Hervé RAOUL, directeur adjoint de l’Agence nationale de recherche sur le sida, les hépatites virales, la tuberculose, les IST et les maladies infectieuses et émergentes (ANRS MIE)

En mars 2025, EMERGEN 2.0 a été lancé, pouvez-vous revenir sur la genèse de ce dispositif ?

Tout a com­mencé avec la pandémie de Covid. La France n’était alors en capac­ité de réalis­er que quelques mil­liers de séquençages de virus cir­cu­lants par an, alors qu’elle avait besoin d’informations à plus grande échelle pour suiv­re l’évolution métagénomique des vari­ants. C’est pourquoi San­té publique France (SPF) et l’ANRS MIE ont mis en place un dis­posi­tif des­tiné à fournir des analy­ses génomiques de l’ensemble des vari­ants.

Cette col­lab­o­ra­tion a per­mis, d’une part de mobilis­er au sein d’un même con­sor­tium le réseau des lab­o­ra­toires de référence de SPF, le réseau des lab­o­ra­toires de virolo­gie de l’ANRS MIE, des plate­formes nationales de séquençage à haut débit, une grande plate­forme nationale de bioin­for­ma­tique, ain­si que la com­mu­nauté sci­en­tifique capa­ble de réalis­er l’analyse des don­nées de métagénomiques. D’autre part, elle a mis à prof­it la capac­ité de l’ANRS MIE à soutenir des pro­jets de recherche iden­ti­fiés par la com­mu­nauté sci­en­tifique. L’objectif d’EMERGEN était de répon­dre aux besoins san­i­taires et de tenir infor­més les pou­voirs publics.

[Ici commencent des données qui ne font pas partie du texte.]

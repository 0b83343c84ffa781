use log::{debug, warn};
use wasm_bindgen::closure::Closure;
use wasm_bindgen::JsCast;
use web_sys::{Element, Event, MouseEvent};
use yew::prelude::*;
use yew_hooks::use_event_with_window;
use yew_router::Routable;

use crate::dom;

/// Top-level pages. Paths are matched against the fragment after `#`.
#[derive(Clone, Copy, Routable, PartialEq, Eq, Debug, Hash)]
pub enum Page {
    #[at("/")]
    Home,
    #[at("/contact")]
    Contact,
    #[at("/checkout")]
    Checkout,
    #[at("/terms")]
    Terms,
    #[at("/privacy")]
    Privacy,
}

impl Page {
    pub const ALL: [Page; 5] = [Page::Home, Page::Contact, Page::Checkout, Page::Terms, Page::Privacy];

    pub fn href(self) -> String {
        format!("#{}", self.to_path())
    }
}

#[derive(Clone, Debug, PartialEq, Eq)]
pub enum Route {
    /// Home, optionally with an in-page section to scroll to.
    Home { section: Option<String> },
    Contact,
    Checkout,
    Terms,
    Privacy,
}

impl Default for Route {
    fn default() -> Self {
        Route::Home { section: None }
    }
}

impl Route {
    /// Parses a location fragment (`#/contact`, `#phases`, `""`).
    ///
    /// Never fails: anything that is not a known page becomes a home
    /// route targeting the lower-cased fragment as a section id.
    pub fn parse(fragment: &str) -> Self {
        let raw = fragment.strip_prefix('#').unwrap_or(fragment);
        let raw = raw.strip_prefix('/').unwrap_or(raw);
        if raw.is_empty() || raw == "/" {
            return Route::default();
        }

        // Exact match only: `contact/` is a section, not the contact page.
        let key = raw.to_lowercase();
        let path = format!("/{}", key);
        match Page::ALL.into_iter().find(|page| page.to_path() == path) {
            Some(Page::Contact) => Route::Contact,
            Some(Page::Checkout) => Route::Checkout,
            Some(Page::Terms) => Route::Terms,
            Some(Page::Privacy) => Route::Privacy,
            Some(Page::Home) | None => Route::Home { section: Some(key) },
        }
    }

    pub fn page(&self) -> Page {
        match self {
            Route::Home { .. } => Page::Home,
            Route::Contact => Page::Contact,
            Route::Checkout => Page::Checkout,
            Route::Terms => Page::Terms,
            Route::Privacy => Page::Privacy,
        }
    }

    pub fn section(&self) -> Option<&str> {
        match self {
            Route::Home { section } => section.as_deref(),
            _ => None,
        }
    }
}

/// Links of the form `#/page` switch pages; bare `#section` links do not.
pub fn is_page_link(href: &str) -> bool {
    href.starts_with("#/")
}

pub fn current_route() -> Route {
    match dom::location_hash() {
        Ok(hash) => Route::parse(&hash),
        Err(err) => {
            warn!("Could not read location hash: {}", err);
            Route::default()
        }
    }
}

/// Tracks the route derived from `location.hash`, re-parsed on every
/// `hashchange`. The window listener is removed when the caller unmounts.
#[hook]
pub fn use_hash_route() -> Route {
    let route = use_state(current_route);

    {
        let route = route.clone();
        use_event_with_window("hashchange", move |_: Event| {
            let next = current_route();
            debug!("hashchange -> {:?}", next);
            route.set(next);
        });
    }

    (*route).clone()
}

/// Scrolls back to the top whenever a page link (`#/...`) is clicked
/// anywhere in the document.
#[hook]
pub fn use_scroll_top_on_page_links() {
    use_effect_with_deps(
        move |_| {
            let destructor: Box<dyn FnOnce()> = match dom::document() {
                Ok(document) => {
                    let callback = Closure::<dyn Fn(MouseEvent)>::new(|e: MouseEvent| {
                        let href = e
                            .target()
                            .and_then(|t| t.dyn_into::<Element>().ok())
                            .and_then(|el| el.closest("a").ok().flatten())
                            .and_then(|a| a.get_attribute("href"));
                        if href.as_deref().map_or(false, is_page_link) {
                            if let Err(err) = dom::scroll_to_top() {
                                warn!("Could not scroll to top: {}", err);
                            }
                        }
                    });
                    if let Err(err) = document
                        .add_event_listener_with_callback("click", callback.as_ref().unchecked_ref())
                    {
                        warn!("Could not attach click listener: {:?}", err);
                    }
                    Box::new(move || {
                        if let Err(err) = document.remove_event_listener_with_callback(
                            "click",
                            callback.as_ref().unchecked_ref(),
                        ) {
                            warn!("Could not detach click listener: {:?}", err);
                        }
                    })
                }
                Err(err) => {
                    warn!("Page link scrolling disabled: {}", err);
                    Box::new(|| ())
                }
            };
            move || destructor()
        },
        (),
    );
}

#[cfg(test)]
mod tests {
    use super::*;

    #[test]
    fn known_pages_parse_case_insensitively() {
        for (fragment, expected) in [
            ("#/contact", Route::Contact),
            ("#/CONTACT", Route::Contact),
            ("#/checkout", Route::Checkout),
            ("#/Checkout", Route::Checkout),
            ("#/terms", Route::Terms),
            ("#/TeRmS", Route::Terms),
            ("#/privacy", Route::Privacy),
            ("#/PRIVACY", Route::Privacy),
        ] {
            assert_eq!(Route::parse(fragment), expected, "fragment {}", fragment);
        }
    }

    #[test]
    fn leading_slash_is_optional() {
        assert_eq!(Route::parse("#contact"), Route::Contact);
        assert_eq!(Route::parse("contact"), Route::Contact);
    }

    #[test]
    fn empty_fragment_is_plain_home() {
        assert_eq!(Route::parse(""), Route::Home { section: None });
        assert_eq!(Route::parse("#"), Route::Home { section: None });
        assert_eq!(Route::parse("#/"), Route::Home { section: None });
        assert_eq!(Route::parse("#//"), Route::Home { section: None });
    }

    #[test]
    fn unknown_fragment_targets_a_section() {
        assert_eq!(
            Route::parse("#foo"),
            Route::Home { section: Some("foo".to_string()) }
        );
        assert_eq!(
            Route::parse("#Phases"),
            Route::Home { section: Some("phases".to_string()) }
        );
        assert_eq!(
            Route::parse("#/home"),
            Route::Home { section: Some("home".to_string()) }
        );
    }

    #[test]
    fn hrefs_round_trip_through_parse() {
        for page in Page::ALL {
            assert_eq!(Route::parse(&page.href()).page(), page);
        }
        assert_eq!(Route::parse("#faq").section(), Some("faq"));
    }

    #[test]
    fn trailing_slash_is_not_a_page() {
        assert_eq!(
            Route::parse("#/contact/"),
            Route::Home { section: Some("contact/".to_string()) }
        );
        assert_eq!(
            Route::parse("#/CONTACT/"),
            Route::Home { section: Some("contact/".to_string()) }
        );
        assert_eq!(
            Route::parse("#/privacy/extra"),
            Route::Home { section: Some("privacy/extra".to_string()) }
        );
    }

    #[test]
    fn only_slash_fragments_are_page_links() {
        assert!(is_page_link("#/contact"));
        assert!(is_page_link("#/"));
        assert!(!is_page_link("#faq"));
        assert!(!is_page_link("#"));
        assert!(!is_page_link("mailto:someone@example.com"));
    }
}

L’organisation EMERGEN repose sur un cir­cuit d’activité allant du prélève­ment à l’analyse des don­nées de génomique. EMERGEN répond à deux préoc­cu­pa­tions majeures : pro­duire et utilis­er les don­nées pour suiv­re et mod­élis­er les évo­lu­tions métagénomiques et associ­er les experts capa­bles d’évaluer l’ef­fi­cac­ité des dis­posi­tifs de réponse.

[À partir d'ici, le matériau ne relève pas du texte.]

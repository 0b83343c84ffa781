use yew::prelude::*;

use crate::checkout::{CheckoutEmbed, CheckoutPlan};

const INCLUDED: [&str; 5] = [
    "Private portal with guided daily rituals",
    "REBUILD foundation toolkit",
    "REFINE style planner and Velvet Voice scripts",
    "RADIATE progress tracker",
    "Aesthera women's circle access",
];

#[derive(Properties, PartialEq, Default)]
pub struct CheckoutProps {
    #[prop_or_default]
    pub plan: CheckoutPlan,
}

#[function_component(Checkout)]
pub fn checkout(props: &CheckoutProps) -> Html {
    let show_details = use_state(|| false);
    let toggle_details = {
        let show_details = show_details.clone();
        Callback::from(move |_| show_details.set(!*show_details))
    };

    html! {
        <main class="checkout-page">
            <h1>{"Secure checkout"}</h1>
            <p class="subhead">
                {"Instant access to the 90-Day Elegant Lifestyle. After payment, you'll be redirected to your Welcome page with step-by-step instructions."}
            </p>

            <CheckoutEmbed plan={props.plan.clone()} />

            <p class="trust-line">
                {"🔒 Encrypted payments with major cards, Apple Pay, and Google Pay. 3D Secure enabled."}
            </p>

            <button class="cta">{"Confirm access"}</button>

            <p class="micro-proof">
                {"\"By week four I dressed on autopilot and spoke without second-guessing.\" — First name, city"}
            </p>

            // Always rendered, even when the embed loads fine.
            <p class="fallback">
                {"Having trouble? "}
                <a href={props.plan.fallback_url()} target="_blank" rel="noopener noreferrer">
                    {"Use the alternate checkout"}
                </a>
            </p>

            <button class="toggle" aria-expanded={show_details.to_string()} onclick={toggle_details}>
                { if *show_details { "Hide what's included ▲" } else { "What's included ▼" } }
            </button>

            if *show_details {
                <ul class="details">
                    { for INCLUDED.iter().map(|item| html! { <li>{*item}</li> }) }
                </ul>
            }

            <style>
                {r#"
                .checkout-page {
                    background: #f8f2eb;
                    min-height: 100vh;
                    padding: 120px 24px 60px;
                    text-align: center;
                    color: #171717;
                }
                .checkout-page h1 { font-family: 'Playfair Display', serif; margin-bottom: 16px; }
                .subhead { max-width: 600px; margin: 0 auto 24px; font-size: 16px; }
                .checkout-embed { max-width: 640px; margin: 0 auto; min-height: 320px; }
                .checkout-loading { padding: 48px 0; color: rgba(11,11,11,0.55); }
                .trust-line { margin-top: 12px; font-size: 14px; color: #333; }
                .cta {
                    margin-top: 20px;
                    padding: 14px 32px;
                    border: none;
                    border-radius: 8px;
                    background: #171717;
                    color: #fff;
                    font-size: 15px;
                    cursor: pointer;
                }
                .micro-proof { font-size: 13px; margin-top: 16px; font-style: italic; }
                .fallback { font-size: 13px; margin-top: 8px; }
                .fallback a { color: #8c7040; text-decoration: underline; }
                .toggle { background: none; border: none; color: #8c7040; cursor: pointer; margin-top: 20px; }
                .details { list-style: none; padding: 0; margin-top: 16px; font-size: 14px; line-height: 1.6; }
                "#}
            </style>
        </main>
    }
}
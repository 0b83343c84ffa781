use yew::prelude::*;

use crate::config::CONTACT_EMAIL;

fn contact_clause() -> Html {
    html! {
        <li>
            <strong>{"10. Contact"}</strong>
            <p>
                {"Aesthera"}<br />
                {"E-mail: "}<a href={format!("mailto:{}", CONTACT_EMAIL)}>{CONTACT_EMAIL}</a>
            </p>
        </li>
    }
}

#[derive(Properties, PartialEq)]
struct LegalPageProps {
    title: AttrValue,
    children: Children,
}

#[function_component(LegalPage)]
fn legal_page(props: &LegalPageProps) -> Html {
    html! {
        <section class="legal-page">
            <h2 class="section-title">{&props.title}</h2>
            <div class="legal">
                <p><em>{"Last updated: November 2, 2025"}</em></p>
                <ol>
                    { for props.children.iter() }
                    { contact_clause() }
                </ol>
            </div>
            <style>
                {r#"
                .legal-page { padding-top: 120px; }
                .legal { max-width: 900px; margin: 0 auto; line-height: 1.75; color: var(--text-strong); }
                .legal ol { padding-left: 18px; list-style: none; }
                .legal li { margin: 8px 0; }
                .legal ul { padding-left: 18px; }
                .legal a { color: var(--obsidian); }
                "#}
            </style>
        </section>
    }
}

#[function_component(TermsOfService)]
pub fn terms_of_service() -> Html {
    html! {
        <LegalPage title="Terms of Service">
            <li>
                <strong>{"1. Parties & Scope"}</strong>
                <p>{"These Terms govern the agreement between you (\"User\") and Aesthera, registered in the Netherlands, for the use of this website and any digital products offered."}</p>
            </li>
            <li>
                <strong>{"2. Services"}</strong>
                <p>{"Aesthera provides the 90-Day Elegant Lifestyle digital program, consisting of three phases: Rebuild, Refine, and Radiate."}</p>
            </li>
            <li>
                <strong>{"3. Agreement Formation"}</strong>
                <p>{"Your purchase or enrolment constitutes acceptance of these Terms. They take effect upon checkout completion."}</p>
            </li>
            <li>
                <strong>{"4. Access & Use"}</strong>
                <p>{"Lifetime access may be granted to materials subject to these Terms. Redistribution or resale is prohibited."}</p>
            </li>
            <li>
                <strong>{"5. Payment & Pricing"}</strong>
                <p>{"All prices are displayed in US dollars. Payment is processed via Whop, our secure checkout partner."}</p>
            </li>
            <li>
                <strong>{"6. Refunds & Cancellations"}</strong>
                <p>{"Dutch consumer law applies. For digital products, the 14-day right of withdrawal ends once you gain access to the digital material."}</p>
            </li>
            <li>
                <strong>{"7. Intellectual Property"}</strong>
                <p>{"All content, branding, and frameworks are the property of Aesthera. Personal use only."}</p>
            </li>
            <li>
                <strong>{"8. Liability"}</strong>
                <p>{"Aesthera's liability is limited to direct damages up to the fee paid, unless caused by wilful misconduct or gross negligence."}</p>
            </li>
            <li>
                <strong>{"9. Law & Jurisdiction"}</strong>
                <p>{"These Terms are governed by Dutch law. Disputes are submitted to the courts of the Netherlands."}</p>
            </li>
        </LegalPage>
    }
}

#[function_component(PrivacyPolicy)]
pub fn privacy_policy() -> Html {
    html! {
        <LegalPage title="Privacy Policy">
            <li>
                <strong>{"1. Controller"}</strong>
                <p>{"Aesthera, registered in the Netherlands, is responsible for processing your personal data."}</p>
            </li>
            <li>
                <strong>{"2. Data We Collect"}</strong>
                <ul>
                    <li>{"Name, e-mail, billing address (to process purchases)"}</li>
                    <li>{"Usage data (IP, device, site behavior)"}</li>
                    <li>{"Optional newsletter preferences"}</li>
                </ul>
            </li>
            <li>
                <strong>{"3. Purpose & Legal Basis"}</strong>
                <ul>
                    <li>{"To process your order (contract basis)"}</li>
                    <li>{"To send updates (with your consent)"}</li>
                    <li>{"To analyze site use (legitimate interest)"}</li>
                </ul>
            </li>
            <li>
                <strong>{"4. Retention"}</strong>
                <p>{"We keep your data as long as necessary for tax or service reasons. Billing data: 7 years (per Dutch law)."}</p>
            </li>
            <li>
                <strong>{"5. Sharing"}</strong>
                <p>{"We share data with Whop for payment processing and analytics providers under EU-compliant agreements."}</p>
            </li>
            <li>
                <strong>{"6. Rights"}</strong>
                <p>
                    {"You may request access, correction, deletion, restriction, or portability of your data at any time by contacting "}
                    <a href={format!("mailto:{}", CONTACT_EMAIL)}>{CONTACT_EMAIL}</a>{"."}
                </p>
            </li>
            <li>
                <strong>{"7. Cookies"}</strong>
                <p>{"We use essential cookies. Analytics or marketing cookies only with your consent."}</p>
            </li>
            <li>
                <strong>{"8. Security"}</strong>
                <p>{"We use encryption and access controls to protect your data."}</p>
            </li>
            <li>
                <strong>{"9. Complaints"}</strong>
                <p>{"If you believe your data rights are violated, you may contact the Autoriteit Persoonsgegevens (Dutch Data Protection Authority)."}</p>
            </li>
        </LegalPage>
    }
}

Bien que lancé dans l’urgence, EMERGEN a per­mis de pass­er d’une capac­ité de pro­duc­tion et d’analyse annuelle de quelques mil­liers à plusieurs cen­taines de mil­liers de séquences, et de suiv­re et mod­élis­er l’évolution de la pandémie.

Quelles sont les particularités de EMERGEN 2.0 ?

Dans le cadre de la stratégie sur les mal­adies émer­gentes portée par France 2030, il a été décidé de sta­bilis­er les plate­formes et les struc­tures mis­es en place durant la pandémie de Covid. Dans ce cadre, l’ANSES, San­té publique France et l’ANRS MIE ont lancé EMERGEN 2.0, en élar­gis­sant le champ d’étude à l’ensemble des mal­adies infec­tieuses émer­gentes.

Le kick-off meet­ing d’EMERGEN 2.0 s’est tenu en mars 2025. Les activ­ités du pro­gramme s’orientent désor­mais vers la recherche et l’amélioration du dis­posi­tif de sur­veil­lance métagénomique. Avec l’intégration de l’Agence nationale de sécu­rité san­i­taire de l’alimentation, de l’environnement et du tra­vail (ANSES) pour les volets ani­mal et envi­ron­nemen­tal, la notion de « Une seule san­té » (One Health) a été inté­grée.

EMERGEN 2.0 con­serve son dis­posi­tif ini­tial. Si les travaux se pour­suiv­ent en col­lab­o­ra­tion avec le Cen­tre nation­al de référence (CNR) des virus des infec­tions res­pi­ra­toires, la col­lab­o­ra­tion a été éten­due à l’ensemble des CNR sous la tutelle de SPF et des LNR de l’ANSES. Par ailleurs, le nom­bre des plate­formes de séquençage à haut débit a été ren­for­cé avec l’in­té­gra­tion de nou­veaux acteurs. De plus, l’Institut nation­al de la san­té et de la recherche médi­cale (Inserm) — dont l’ANRS MIE est une agence autonome -, a créé une unité mixte, basée à Mar­seille. Cette unité, con­stitue la nou­velle plate­forme de bioin­for­ma­tique du dis­posi­tif chargé du stock­age des don­nées et du développe­ment d’outils ana­ly­tiques mis à la dis­po­si­tion de la com­mu­nauté sci­en­tifique, tant nationale qu’internationale.

Grâce au dis­posi­tif EMERGEN, l’ANRS MIE con­forte son rôle d’acteur de la pré­pa­ra­tion aux pandémies, à tra­vers la recherche au ser­vice de la sur­veil­lance métagénomique et de l’éclairage qu’elle apporte aux actions de san­té publique.